By Arthur L. Baehr, Leon J. Kauffman, Emmanuel G. Charles, Ronald J. Baker, Paul E. Stackelberg, Mark A. Ayers, and Otto S. Zapecza U.S. Geological Survey, West Trenton, New Jersey

This report is available in pdf format: pdf Baehr.pdf 80KB

ABSTRACT

Results of three studies in New Jersey demonstrate that analysis of samples collected throughout the hydrologic cycle can improve understanding of the sources of volatile organic compounds (VOCs) in ambient ground water. Results of the first study indicate that atmospheric concentrations of methyl-tert butyl ether (MTBE) are sufficiently high to cause detection in ground water, whereas atmospheric concentrations of the chlorinated VOCs trichloromethane (chloroform), 1,1,1-trichloroethane (TCA), and tetrachloroethene (PCE) are not. Results of analysis of unsaturated-zone gas and ground-water samples indicate that point sources of MTBE, such as spills or infiltration of urban runoff, are also prevalent and that these are the only possible sources of the chlorinated compounds. In the second study, VOC concentrations in three ground-water monitoring networks in a surficial aquifer were compared. Although it was anticipated that deeper ground water from the public supply wells would be associated with less frequent detections and lower concentrations of VOCs than water from the shallower observation wells, the opposite was found for many chlorinated VOCs. The integration of chlorinated VOCs from multiple point sources within the larger contributing areas of the public supply wells may explain this result. Chloroform, however, is detected frequently throughout the ground-water- monitoring network, indicating that its sources are widespread. MTBE is detected less frequently in observation wells that tap 10- to 15-year-old ground water than in shallow observation wells that tap recently recharged ground water and public supply wells.

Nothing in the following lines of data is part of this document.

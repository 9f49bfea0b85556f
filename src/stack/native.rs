// SPDX-License-Identifier: MIT OR Apache-2.0
/*!
Stack introspection backed by the unwinder.

Frames are resolved through debug info, so builds without line tables report
frames with unknown locations. Inlined calls are listed as separate frames
when the debug info describes them.
*/

use super::{RawFrame, StackSource, WALKER_MODULE};
use std::path::Path;

/// Walks the real call stack of the calling thread.
#[derive(Debug, Clone, Copy, Default, PartialEq, Eq, Hash)]
pub struct NativeStack;

#[derive(Clone, Copy, PartialEq, Eq)]
enum Phase {
    /// Unwinder frames below the first walker frame.
    Searching,
    /// Inside the walker, skipping its frames.
    InWalker,
    /// Past the walker; every symbol counts.
    Counting,
}

/// True when `name` has a path starting at [`WALKER_MODULE`].
///
/// A match must begin a path, so `mylogx::stack::` or `app::logx::stack::`
/// do not count as the walker.
fn is_walker(name: &str) -> bool {
    name.match_indices(WALKER_MODULE).any(|(at, _)| {
        name[..at]
            .chars()
            .next_back()
            .is_none_or(|before| !(before.is_alphanumeric() || before == '_' || before == ':'))
    })
}

fn is_machinery(name: &str) -> bool {
    is_walker(name)
        || name.starts_with("backtrace::")
        || name.starts_with("<backtrace::")
        || name.starts_with("_Unwind")
}

/// The symbols of one physical frame, innermost inlined call first.
///
/// A frame without debug info still yields one symbol with no name.
struct PhysicalFrame {
    symbols: Vec<(String, RawFrame)>,
}

impl PhysicalFrame {
    fn resolve(frame: &backtrace::Frame) -> Self {
        let mut symbols = Vec::new();
        backtrace::resolve_frame(frame, |symbol| {
            let name = symbol.name().map(|name| name.to_string()).unwrap_or_default();
            let raw = RawFrame {
                file: symbol.filename().map(Path::to_path_buf),
                line: symbol.lineno().unwrap_or(0),
            };
            symbols.push((name, raw));
        });
        if symbols.is_empty() {
            symbols.push((String::new(), RawFrame::unknown()));
        }
        Self { symbols }
    }

    fn has_walker(&self) -> bool {
        self.symbols.iter().any(|(name, _)| is_walker(name))
    }

    /// Std functions inlined into a walker function resolve as extra symbols
    /// of its frame, so the whole frame is machinery if any symbol is.
    fn has_machinery(&self) -> bool {
        self.symbols.iter().any(|(name, _)| is_machinery(name))
    }
}

impl NativeStack {
    pub const fn new() -> Self {
        Self
    }

    #[inline(never)]
    fn walk(&self, skip: usize, count: usize) -> Vec<RawFrame> {
        let mut frames = Vec::new();
        if count == 0 {
            return frames;
        }
        let mut phase = Phase::Searching;
        let mut visible = 0usize;

        backtrace::trace(|frame| {
            let physical = PhysicalFrame::resolve(frame);
            match phase {
                Phase::Searching => {
                    if physical.has_walker() {
                        phase = Phase::InWalker;
                    }
                    return true;
                }
                Phase::InWalker => {
                    if physical.has_machinery() {
                        return true;
                    }
                    phase = Phase::Counting;
                }
                Phase::Counting => {}
            }
            for (_, raw) in physical.symbols {
                if visible >= skip {
                    frames.push(raw);
                    if frames.len() == count {
                        return false;
                    }
                }
                visible += 1;
            }
            true
        });
        frames
    }
}

impl StackSource for NativeStack {
    #[inline(never)]
    fn frame(&self, skip: usize) -> Option<RawFrame> {
        self.walk(skip, 1).pop()
    }

    #[inline(never)]
    fn frames(&self, skip: usize, count: usize) -> Vec<RawFrame> {
        self.walk(skip, count)
    }
}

This result is not contradictory because some of the ground water in a given sample from a public supply well would have been recharged during the past 10 years, a period of increased MTBE use due to oxygenated-fuel programs. In the third study, the occurrence of MTBE in a lake, caused by the use of gasoline-powered watercraft, may explain the frequent occurrence of MTBE in samples from lakeside wells in the fractured-rock aquifer. The probable lake/well interaction complicates investigations of ground-water contamination with MTBE due to fuel spillage because of the difficulty of determining point-source plume dimensions with a nonpoint-source signature superimposed on the ground water.